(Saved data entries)
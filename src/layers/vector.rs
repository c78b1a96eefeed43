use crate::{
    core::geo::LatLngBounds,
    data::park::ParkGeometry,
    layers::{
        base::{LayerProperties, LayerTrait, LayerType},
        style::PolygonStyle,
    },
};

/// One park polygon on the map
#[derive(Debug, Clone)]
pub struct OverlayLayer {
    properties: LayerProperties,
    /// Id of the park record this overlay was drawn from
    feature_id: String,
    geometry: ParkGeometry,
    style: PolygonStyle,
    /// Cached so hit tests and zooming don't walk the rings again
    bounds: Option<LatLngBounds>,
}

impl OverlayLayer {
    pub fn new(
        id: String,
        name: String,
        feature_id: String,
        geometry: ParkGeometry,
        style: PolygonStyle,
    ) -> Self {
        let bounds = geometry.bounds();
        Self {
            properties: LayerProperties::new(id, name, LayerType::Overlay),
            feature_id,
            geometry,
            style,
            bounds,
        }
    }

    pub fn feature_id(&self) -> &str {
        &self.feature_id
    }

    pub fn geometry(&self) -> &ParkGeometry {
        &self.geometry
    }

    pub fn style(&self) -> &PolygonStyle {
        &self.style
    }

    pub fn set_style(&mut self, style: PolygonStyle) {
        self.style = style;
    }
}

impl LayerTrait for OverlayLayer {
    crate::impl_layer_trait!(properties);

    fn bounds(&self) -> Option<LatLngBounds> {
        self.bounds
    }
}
==
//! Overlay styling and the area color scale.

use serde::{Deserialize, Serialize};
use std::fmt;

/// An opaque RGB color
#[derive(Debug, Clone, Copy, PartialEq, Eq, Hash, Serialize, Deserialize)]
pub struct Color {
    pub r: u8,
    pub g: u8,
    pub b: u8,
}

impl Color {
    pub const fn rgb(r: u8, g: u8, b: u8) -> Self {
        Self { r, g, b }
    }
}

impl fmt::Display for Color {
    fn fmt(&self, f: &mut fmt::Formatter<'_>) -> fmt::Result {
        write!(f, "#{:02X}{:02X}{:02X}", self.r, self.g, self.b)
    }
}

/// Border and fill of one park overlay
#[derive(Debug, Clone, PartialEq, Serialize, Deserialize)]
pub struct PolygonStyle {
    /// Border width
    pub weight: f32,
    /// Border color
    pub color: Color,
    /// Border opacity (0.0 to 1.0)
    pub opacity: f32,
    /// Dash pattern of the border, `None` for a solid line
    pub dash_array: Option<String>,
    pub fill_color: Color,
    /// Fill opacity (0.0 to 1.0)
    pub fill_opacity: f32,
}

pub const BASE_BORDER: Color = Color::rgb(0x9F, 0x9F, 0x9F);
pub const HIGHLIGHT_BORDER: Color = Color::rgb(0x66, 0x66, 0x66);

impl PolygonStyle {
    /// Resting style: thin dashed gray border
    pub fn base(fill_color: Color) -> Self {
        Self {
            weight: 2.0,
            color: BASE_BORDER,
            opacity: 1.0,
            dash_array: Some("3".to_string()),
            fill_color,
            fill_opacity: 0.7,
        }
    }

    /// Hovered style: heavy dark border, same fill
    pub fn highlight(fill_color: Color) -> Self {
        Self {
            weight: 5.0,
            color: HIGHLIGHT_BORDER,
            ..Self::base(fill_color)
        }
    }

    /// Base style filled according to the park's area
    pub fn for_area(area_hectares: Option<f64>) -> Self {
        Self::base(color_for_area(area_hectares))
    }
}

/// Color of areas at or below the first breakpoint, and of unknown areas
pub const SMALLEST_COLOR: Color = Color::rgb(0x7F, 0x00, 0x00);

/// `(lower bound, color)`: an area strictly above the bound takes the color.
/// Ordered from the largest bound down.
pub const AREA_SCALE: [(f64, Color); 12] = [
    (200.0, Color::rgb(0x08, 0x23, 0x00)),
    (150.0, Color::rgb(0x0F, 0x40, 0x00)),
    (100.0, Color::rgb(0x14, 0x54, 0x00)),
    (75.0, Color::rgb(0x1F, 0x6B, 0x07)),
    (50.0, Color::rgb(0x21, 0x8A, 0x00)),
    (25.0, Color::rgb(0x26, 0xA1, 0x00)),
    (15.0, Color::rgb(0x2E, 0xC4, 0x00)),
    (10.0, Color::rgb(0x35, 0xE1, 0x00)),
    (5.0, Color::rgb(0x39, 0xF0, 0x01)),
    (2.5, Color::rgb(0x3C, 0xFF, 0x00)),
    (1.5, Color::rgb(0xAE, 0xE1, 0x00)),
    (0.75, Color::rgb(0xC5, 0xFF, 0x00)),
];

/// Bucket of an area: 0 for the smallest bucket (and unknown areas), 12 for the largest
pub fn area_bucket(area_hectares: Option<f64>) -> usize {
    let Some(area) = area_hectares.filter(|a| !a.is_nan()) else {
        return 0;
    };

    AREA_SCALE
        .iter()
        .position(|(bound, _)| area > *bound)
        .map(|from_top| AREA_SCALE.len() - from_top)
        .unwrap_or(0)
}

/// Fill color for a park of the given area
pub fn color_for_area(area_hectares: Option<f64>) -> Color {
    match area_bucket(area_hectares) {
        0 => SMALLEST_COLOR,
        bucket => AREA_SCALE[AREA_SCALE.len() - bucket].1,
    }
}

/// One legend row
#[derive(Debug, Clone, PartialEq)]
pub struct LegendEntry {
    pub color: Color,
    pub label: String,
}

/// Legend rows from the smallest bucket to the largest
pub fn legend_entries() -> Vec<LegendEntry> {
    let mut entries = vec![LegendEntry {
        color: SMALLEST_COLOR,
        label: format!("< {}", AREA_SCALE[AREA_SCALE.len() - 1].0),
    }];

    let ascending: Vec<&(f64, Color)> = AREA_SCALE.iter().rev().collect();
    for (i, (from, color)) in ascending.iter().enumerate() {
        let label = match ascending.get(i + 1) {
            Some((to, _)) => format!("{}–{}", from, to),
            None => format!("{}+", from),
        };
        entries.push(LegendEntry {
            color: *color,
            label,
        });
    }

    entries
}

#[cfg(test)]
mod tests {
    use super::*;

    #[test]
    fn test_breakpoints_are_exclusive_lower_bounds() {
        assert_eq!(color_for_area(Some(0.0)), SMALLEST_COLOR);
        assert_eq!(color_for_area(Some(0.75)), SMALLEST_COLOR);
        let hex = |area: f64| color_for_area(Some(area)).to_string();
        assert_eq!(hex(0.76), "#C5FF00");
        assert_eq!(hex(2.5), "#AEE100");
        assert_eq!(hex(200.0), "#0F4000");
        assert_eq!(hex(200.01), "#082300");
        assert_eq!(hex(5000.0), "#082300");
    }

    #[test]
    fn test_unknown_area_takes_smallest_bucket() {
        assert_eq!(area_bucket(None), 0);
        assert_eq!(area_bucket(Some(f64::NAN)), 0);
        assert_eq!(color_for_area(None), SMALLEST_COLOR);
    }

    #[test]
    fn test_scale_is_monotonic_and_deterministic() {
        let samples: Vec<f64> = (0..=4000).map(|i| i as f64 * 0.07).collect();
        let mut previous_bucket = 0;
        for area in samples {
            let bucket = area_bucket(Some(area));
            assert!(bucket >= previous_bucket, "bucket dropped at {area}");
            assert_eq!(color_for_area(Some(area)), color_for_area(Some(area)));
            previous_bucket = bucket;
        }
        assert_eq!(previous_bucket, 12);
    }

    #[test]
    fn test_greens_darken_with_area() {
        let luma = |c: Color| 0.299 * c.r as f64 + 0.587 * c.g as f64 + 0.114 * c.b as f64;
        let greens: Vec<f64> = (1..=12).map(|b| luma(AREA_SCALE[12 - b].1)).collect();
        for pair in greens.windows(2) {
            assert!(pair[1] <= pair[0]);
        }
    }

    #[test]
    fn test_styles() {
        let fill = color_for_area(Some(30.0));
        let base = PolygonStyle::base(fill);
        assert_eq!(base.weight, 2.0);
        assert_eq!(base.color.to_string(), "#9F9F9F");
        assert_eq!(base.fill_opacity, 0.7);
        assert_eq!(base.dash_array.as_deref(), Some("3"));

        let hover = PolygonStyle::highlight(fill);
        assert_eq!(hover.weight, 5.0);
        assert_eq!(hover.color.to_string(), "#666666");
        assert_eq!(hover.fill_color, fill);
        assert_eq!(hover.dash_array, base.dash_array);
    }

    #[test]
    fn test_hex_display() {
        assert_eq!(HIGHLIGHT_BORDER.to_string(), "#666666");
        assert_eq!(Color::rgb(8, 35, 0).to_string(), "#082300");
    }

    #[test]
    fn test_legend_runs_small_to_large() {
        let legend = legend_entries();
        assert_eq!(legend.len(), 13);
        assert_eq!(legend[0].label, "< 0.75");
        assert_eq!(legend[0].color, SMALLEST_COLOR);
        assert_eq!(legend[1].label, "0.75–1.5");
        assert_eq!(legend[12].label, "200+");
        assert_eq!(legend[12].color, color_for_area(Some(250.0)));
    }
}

Activity: Pull out every line in the data above that has the word "ParkGeometry".

Answer section:
    data::park::ParkGeometry,
    geometry: ParkGeometry,
        geometry: ParkGeometry,
    pub fn geometry(&self) -> &ParkGeometry {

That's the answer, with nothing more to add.